Wiener Industrie: 1550 neue Jobs in den nächsten Jahren   

erstellt am
02. 02. 12

Industrie-Umfrage: Beschäftigungswachstum von drei Prozent in drei bis fünf Jahren erwartet - Personalverantwortliche registrieren Abrutschen des Bildungsniveaus
Wien (wk-wien) - "Gesund, flexibel und leistungsorientiert - die Wiener Industrie beweist ihre Stärke auch in wirtschaftlich schwierigen Zeiten. Verschlechtern sich die Rahmenbedingungen nicht dramatisch, werden 1550 neue Jobs geschaffen. Daran sollte die Politik denken, wenn Gebühren und Abgaben zu Lasten des Wirtschaftsstandortes erhöht werden", erklärte Brigitte Jank, Präsidentin der Wirtschaftskammer Wien, am 02.02. bei einer gemeinsamen Pressekonferenz mit Industrie-Spartenobmann Stefan Ehrlich-Adám. Präsentiert wurde die alle zwei Jahre stattfindende Umfrage zum Arbeitskräftebedarf unter den Personalverantwortlichen der 170 größten Industriebetriebe Wiens, die gemeinsam rund 55.000 Mitarbeiter beschäftigen.

Bedarf an hochqualifizierten Mitarbeitern steigt überdurchschnittlich
"Lehre mit Matura, HTL, technisches FH-Studium oder Uni-Studium bieten die besten Chancen auf eine steile Karriere in einem Wiener Industriebetrieb. Den Karriereturbo zündet man mit einer Kombination aus Allgemeinbildung und technischer Ausbildung", analysiert Stefan Ehrlich-Adám. Denn die Wiener Industrie hat in den nächsten Jahren insgesamt 840 Stellen allein an Akademiker zu vergeben. Betriebswirte werden jedoch seltener gesucht, während die Nachfrage für Technik-Absolventen zunimmt. Glänzende Aussichten auf eine goldene Karriere haben Absolventen von Studienrichtungen wie Maschinenbau, Elektrotechnik oder Mechatronik. Ebenfalls hoch im Kurs der Personalverantwortlichen stehen nach wie vor HTL-Absolventen - 500 werden in den nächsten Jahren nur für Industrie-Jobs in der Bundeshauptstadt gesucht.
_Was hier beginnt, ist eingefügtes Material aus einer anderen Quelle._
/// The grammar production a construct frame builds.
#[derive(Debug, Clone, Copy, PartialEq, Eq)]
pub enum ConstructKind {
    Object,
    Array,
    String,
    Boolean,
    Number,
    Null,
}

type ByteClass = fn(u8) -> bool;

/// Lookahead table, checked in order; the first class matching a byte
/// selects the construct that byte opens.
static DISPATCH_TABLE: [(ByteClass, ConstructKind); 6] = [
    (|b| b == b'{', ConstructKind::Object),
    (|b| b == b'[', ConstructKind::Array),
    (|b| b == b'"', ConstructKind::String),
    (|b| matches!(b, b't' | b'T' | b'f' | b'F'), ConstructKind::Boolean),
    (|b| matches!(b, b'-' | b'0'..=b'9' | b'.'), ConstructKind::Number),
    (|b| matches!(b, b'n' | b'N'), ConstructKind::Null),
];

/// Returns the construct `byte` opens, if any.
#[inline]
pub(crate) fn dispatch(byte: u8) -> Option<ConstructKind> {
    DISPATCH_TABLE
        .iter()
        .find(|(class, _)| class(byte))
        .map(|&(_, kind)| kind)
}

/// Bytes skipped between tokens: the ASCII whitespace set, vertical tab
/// included.
#[inline]
pub(crate) fn is_whitespace(byte: u8) -> bool {
    matches!(byte, b' ' | b'\t' | b'\n' | b'\x0b' | b'\x0c' | b'\r')
}

/// Bytes that end a bare literal (boolean, number or null).
#[inline]
pub(crate) fn is_literal_delimiter(byte: u8) -> bool {
    matches!(byte, b',' | b']' | b'}')
}

#[cfg(test)]
mod tests {
    use rstest::rstest;

    use super::*;

    #[rstest]
    #[case(b'{', Some(ConstructKind::Object))]
    #[case(b'[', Some(ConstructKind::Array))]
    #[case(b'"', Some(ConstructKind::String))]
    #[case(b'T', Some(ConstructKind::Boolean))]
    #[case(b'f', Some(ConstructKind::Boolean))]
    #[case(b'-', Some(ConstructKind::Number))]
    #[case(b'.', Some(ConstructKind::Number))]
    #[case(b'7', Some(ConstructKind::Number))]
    #[case(b'N', Some(ConstructKind::Null))]
    #[case(b'}', None)]
    #[case(b']', None)]
    #[case(b',', None)]
    #[case(b':', None)]
    #[case(b' ', None)]
    #[case(b'+', None)]
    #[case(b'x', None)]
    fn dispatch_table(#[case] byte: u8, #[case] expected: Option<ConstructKind>) {
        assert_eq!(dispatch(byte), expected);
    }

    #[rstest]
    #[case(b' ', true)]
    #[case(b'\t', true)]
    #[case(b'\n', true)]
    #[case(b'\x0b', true)]
    #[case(b'\x0c', true)]
    #[case(b'\r', true)]
    #[case(b'\0', false)]
    #[case(0xa0, false)]
    #[case(b',', false)]
    fn whitespace_class(#[case] byte: u8, #[case] expected: bool) {
        assert_eq!(is_whitespace(byte), expected);
    }
}
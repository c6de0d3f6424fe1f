//!
//! # Logging Setup
//!

use tracing_subscriber::prelude::*;
use tracing_subscriber::{fmt, EnvFilter};

/// Install the global `tracing` subscriber, writing to stderr.
///
/// Filtering follows the `RUST_LOG` environment variable when set.
/// Otherwise everything at `info` and above is shown, or `debug` and above if `verbose`.
/// Fails if a global subscriber is already installed.
pub fn init(verbose: bool) -> Result<(), Box<dyn std::error::Error>> {
    let default = if verbose { "debug" } else { "info" };
    let filter = EnvFilter::try_from_default_env().unwrap_or_else(|_| EnvFilter::new(default));
    tracing_subscriber::registry()
        .with(filter)
        .with(fmt::layer().with_writer(std::io::stderr).with_target(verbose))
        .try_init()?;
    Ok(())
}
//!
//! # Design-File Import & Export Module
//!
//! Designs are stored as [DesignFile]s, in any of the [SerializationFormat]s.
//! [DesignImporter] converts these into [Library]s, resolving every reference-target
//! (which may be written as either a cell name or a cell index) into a cell name.
//! [DesignExporter] performs the reverse, always writing names.
//!

// Std-Lib
use std::collections::HashSet;
use std::path::Path;

// Crates.io
use schemars::JsonSchema;
use serde::{Deserialize, Serialize};

// Local Imports
use crate::{
    data::{Cell, Element, LayerSpec, Library, Reference, Units},
    error::{ErrorContext, LayoutError, LayoutResult},
    geom::{Point, Polygon},
    utils::{DepOrder, ErrorHelper, SerdeFile, SerializationFormat, Unwrapper},
};

/// # Design File
///
/// The on-disk form of a [Library].
///
#[derive(Debug, Clone, Default, Serialize, Deserialize, JsonSchema, PartialEq)]
pub struct DesignFile {
    /// Library Name
    pub name: String,
    /// Distance Units
    #[serde(default)]
    pub units: Units,
    /// Cell Definitions
    pub cells: Vec<CellDef>,
}
impl SerdeFile for DesignFile {}

/// # Cell Definition
#[derive(Debug, Clone, Default, Serialize, Deserialize, JsonSchema, PartialEq)]
pub struct CellDef {
    pub name: String,
    #[serde(default, skip_serializing_if = "Vec::is_empty")]
    pub elems: Vec<ElementDef>,
    #[serde(default, skip_serializing_if = "Vec::is_empty")]
    pub refs: Vec<RefDef>,
}

/// # Polygon Element Definition
#[derive(Debug, Clone, Default, Serialize, Deserialize, JsonSchema, PartialEq)]
pub struct ElementDef {
    pub layer: i16,
    #[serde(default)]
    pub datatype: i16,
    /// Vertices as `[x, y]` pairs. At least three, all finite.
    pub points: Vec<[f64; 2]>,
}

/// # Cell Reference Definition
#[derive(Debug, Clone, Serialize, Deserialize, JsonSchema, PartialEq)]
pub struct RefDef {
    /// Target cell, by name or by index into [DesignFile::cells]
    pub cell: CellRef,
    #[serde(default)]
    pub origin: [f64; 2],
    /// Counter-clockwise rotation in radians. Defaults to zero.
    #[serde(default, skip_serializing_if = "Option::is_none")]
    pub rotation: Option<f64>,
    /// Defaults to one. An explicit zero is an error, not a default.
    #[serde(default, skip_serializing_if = "Option::is_none")]
    pub magnification: Option<f64>,
    /// Reflection about the x-axis
    #[serde(default)]
    pub reflect: bool,
}

/// # Reference Target
/// Either representation is accepted on import; only names are written on export.
#[derive(Debug, Clone, Serialize, Deserialize, JsonSchema, PartialEq, Eq)]
#[serde(untagged)]
pub enum CellRef {
    Name(String),
    Index(usize),
}

impl Library {
    /// Open a [Library] from design-file `fname`, in the format indicated by its extension
    pub fn open(fname: impl AsRef<Path>) -> LayoutResult<Library> {
        let file = DesignFile::load(fname)?;
        DesignImporter::import(&file)
    }
    /// Parse a [Library] from string `s` in format `fmt`
    pub fn parse(fmt: SerializationFormat, s: &str) -> LayoutResult<Library> {
        let file: DesignFile = fmt.from_str(s)?;
        DesignImporter::import(&file)
    }
    /// Save to design-file `fname`, in the format indicated by its extension
    pub fn save(&self, fname: impl AsRef<Path>) -> LayoutResult<()> {
        let file = DesignExporter::export(self)?;
        file.save_to(fname)?;
        Ok(())
    }
}

/// # Design-File Importer
#[derive(Debug)]
pub struct DesignImporter<'f> {
    file: &'f DesignFile,
    ctx_stack: Vec<ErrorContext>,
}
impl<'f> DesignImporter<'f> {
    /// Import a [DesignFile] into a [Library]
    pub fn import(file: &'f DesignFile) -> LayoutResult<Library> {
        let mut importer = Self {
            file,
            ctx_stack: vec![ErrorContext::Design(file.name.clone())],
        };
        importer.import_lib()
    }
    /// Internal implementation method. Convert all, starting from the top-level [DesignFile].
    fn import_lib(&mut self) -> LayoutResult<Library> {
        let file = self.file;
        let mut lib = Library::new(&file.name, file.units);
        // Collect names up front, both for duplicate-detection and for checking reference targets
        let mut names = HashSet::with_capacity(file.cells.len());
        for cell in file.cells.iter() {
            if !names.insert(cell.name.as_str()) {
                return self.fail(format!("Duplicate cell name `{}`", cell.name));
            }
        }
        for celldef in file.cells.iter() {
            let cell = self.import_cell(celldef, &names)?;
            lib.add_cell(cell)?;
        }
        // Check for cells which instantiate themselves, directly or otherwise
        let keys: Vec<_> = lib.cells().filter_map(|c| lib.key(&c.name)).collect();
        if let Err(e) = lib.order(&keys) {
            return self.fail(e.to_string());
        }
        Ok(lib)
    }
    /// Import a [CellDef] into a [Cell]
    fn import_cell(&mut self, celldef: &CellDef, names: &HashSet<&str>) -> LayoutResult<Cell> {
        self.ctx_stack.push(ErrorContext::Cell(celldef.name.clone()));
        let mut cell = Cell::new(&celldef.name);
        for (idx, elemdef) in celldef.elems.iter().enumerate() {
            cell.elems.push(self.import_element(idx, elemdef)?);
        }
        for (idx, refdef) in celldef.refs.iter().enumerate() {
            cell.refs.push(self.import_reference(idx, refdef, names)?);
        }
        self.ctx_stack.pop();
        Ok(cell)
    }
    /// Import an [ElementDef] into an [Element]
    fn import_element(&mut self, idx: usize, elemdef: &ElementDef) -> LayoutResult<Element> {
        self.ctx_stack.push(ErrorContext::Element(idx));
        self.assert(
            elemdef.points.len() >= 3,
            format!("Polygon has {} points, needs at least 3", elemdef.points.len()),
        )?;
        let points: Vec<Point> = elemdef
            .points
            .iter()
            .map(|[x, y]| Point::new(*x, *y))
            .collect();
        self.assert(
            points.iter().all(Point::is_finite),
            "Polygon has non-finite coordinates",
        )?;
        let layer = LayerSpec::new(elemdef.layer, elemdef.datatype);
        self.ctx_stack.pop();
        Ok(Element::new(layer, Polygon::new(points)))
    }
    /// Import a [RefDef] into a [Reference], resolving its target to a name
    fn import_reference(
        &mut self,
        idx: usize,
        refdef: &RefDef,
        names: &HashSet<&str>,
    ) -> LayoutResult<Reference> {
        let target = self.resolve(&refdef.cell, names)?;
        self.ctx_stack.push(ErrorContext::Reference(idx, target.clone()));
        let [x, y] = refdef.origin;
        let rf = Reference {
            cell: target,
            origin: Point::new(x, y),
            rotation: refdef.rotation.unwrap_or(0.),
            magnification: refdef.magnification.unwrap_or(1.),
            reflect_vert: refdef.reflect,
        };
        // Invalid magnifications are reported as such, rather than as general import failures
        rf.validate()?;
        self.ctx_stack.pop();
        Ok(rf)
    }
    /// Resolve a [CellRef] to the name of an existing cell
    fn resolve(&self, cellref: &CellRef, names: &HashSet<&str>) -> LayoutResult<String> {
        match cellref {
            CellRef::Name(name) => {
                self.assert(
                    names.contains(name.as_str()),
                    format!("Reference to undefined cell `{}`", name),
                )?;
                Ok(name.clone())
            }
            CellRef::Index(idx) => {
                let cell = self.file.cells.get(*idx).unwrapper(
                    self,
                    format!("Reference to cell index {} of {}", idx, self.file.cells.len()),
                )?;
                Ok(cell.name.clone())
            }
        }
    }
}
impl ErrorHelper for DesignImporter<'_> {
    type Error = LayoutError;
    fn err(&self, msg: impl Into<String>) -> LayoutError {
        LayoutError::Import {
            message: msg.into(),
            stack: self.ctx_stack.clone(),
        }
    }
}

/// # Design-File Exporter
#[derive(Debug)]
pub struct DesignExporter<'l> {
    lib: &'l Library,
    ctx_stack: Vec<ErrorContext>,
}
impl<'l> DesignExporter<'l> {
    /// Export a [Library] to a [DesignFile]
    pub fn export(lib: &'l Library) -> LayoutResult<DesignFile> {
        let mut exporter = Self {
            lib,
            ctx_stack: vec![ErrorContext::Design(lib.name.clone())],
        };
        exporter.export_lib()
    }
    fn export_lib(&mut self) -> LayoutResult<DesignFile> {
        let lib = self.lib;
        let cells = lib
            .cells()
            .map(|c| self.export_cell(c))
            .collect::<Result<Vec<_>, _>>()?;
        Ok(DesignFile {
            name: lib.name.clone(),
            units: lib.units,
            cells,
        })
    }
    fn export_cell(&mut self, cell: &Cell) -> LayoutResult<CellDef> {
        self.ctx_stack.push(ErrorContext::Cell(cell.name.clone()));
        let elems = cell
            .elems
            .iter()
            .map(|e| ElementDef {
                layer: e.layer.layernum,
                datatype: e.layer.datatype,
                points: e.inner.points.iter().map(|p| [p.x, p.y]).collect(),
            })
            .collect();
        let mut refs = Vec::with_capacity(cell.refs.len());
        for (idx, rf) in cell.refs.iter().enumerate() {
            self.ctx_stack.push(ErrorContext::Reference(idx, rf.cell.clone()));
            self.assert(
                self.lib.cell(&rf.cell).is_some(),
                format!("Reference to undefined cell `{}`", rf.cell),
            )?;
            refs.push(RefDef {
                cell: CellRef::Name(rf.cell.clone()),
                origin: [rf.origin.x, rf.origin.y],
                rotation: (rf.rotation != 0.).then_some(rf.rotation),
                magnification: (rf.magnification != 1.).then_some(rf.magnification),
                reflect: rf.reflect_vert,
            });
            self.ctx_stack.pop();
        }
        self.ctx_stack.pop();
        Ok(CellDef {
            name: cell.name.clone(),
            elems,
            refs,
        })
    }
}
impl ErrorHelper for DesignExporter<'_> {
    type Error = LayoutError;
    fn err(&self, msg: impl Into<String>) -> LayoutError {
        LayoutError::Export {
            message: msg.into(),
            stack: self.ctx_stack.clone(),
        }
    }
}
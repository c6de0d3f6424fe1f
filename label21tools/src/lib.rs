//!
//! # Label21 Tools
//!
//! Shared plumbing for the label21 command-line programs:
//!
//! * [logging] installs the `tracing` subscriber
//! * [config] loads run-options, designs and reports, and merges command-line flags over them
//!
//! Each program lives in `src/bin`, and offloads its logic to a `_main` function for sake of testing.
//!

// Re-exports of our dependent crates
pub use label21;
pub use label21raw as raw;
pub use label21utils as utils;

pub mod config;
pub mod logging;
Besonders positiv bewerten die Personalisten die Lehre mit Matura - 91 Prozent der Befragten sehen für junge Menschen mit dieser Doppelqualifizierung hervorragende Zukunftschancen.

Schlechtes Zeugnis für Schulsystem
Ein Bild in grau und schwarz malen die Personalchefs über die Qualität der Pflichtschule. Insbesondere mit den Leistungen der Polytechnischen Schulen können die Personalisten wenig anfangen. 84 Prozent der Befragten beurteilen das Ausbildungsniveau der Lehrstellenbewerber mit polytechnischem Schulabschluss mit mangelhaft bis schlecht. 76 Prozent registrieren ein insgesamt schwächeres Bildungsniveau der Lehrstellenbewerber als in den Jahren zuvor - 2006 waren es "erst" 57 Prozent. Außerdem sind für die überwiegende Mehrheit der Befragten die schulischen Qualifikationen bei den Wiener Lehrstellenbewerbern geringer als bei Jugendlichen aus den Bundesländern. Es gibt allerdings auch Erfreuliches zur Industrie-Lehrausbildung zu berichten: 81 Prozent der Betriebe haben gute Erfahrungen mit Mädchen in technischen Berufen gemacht. Die Zufriedenheit mit Lehrlingen mit Migrationshintergrund liegt überhaupt bei 93 Prozent. Insgesamt gibt es einen steigenden Bedarf an Fachkräften, die aus einem Lehrberuf kommen. Deshalb ist es umso dramatischer, dass in rund einem Viertel der Wiener Industriebetriebe nicht alle offenen Lehrstellen besetzt werden konnten; besonders in den Bereichen Elektrotechnik/Elektronik, Metalltechnik und Maschinenbau.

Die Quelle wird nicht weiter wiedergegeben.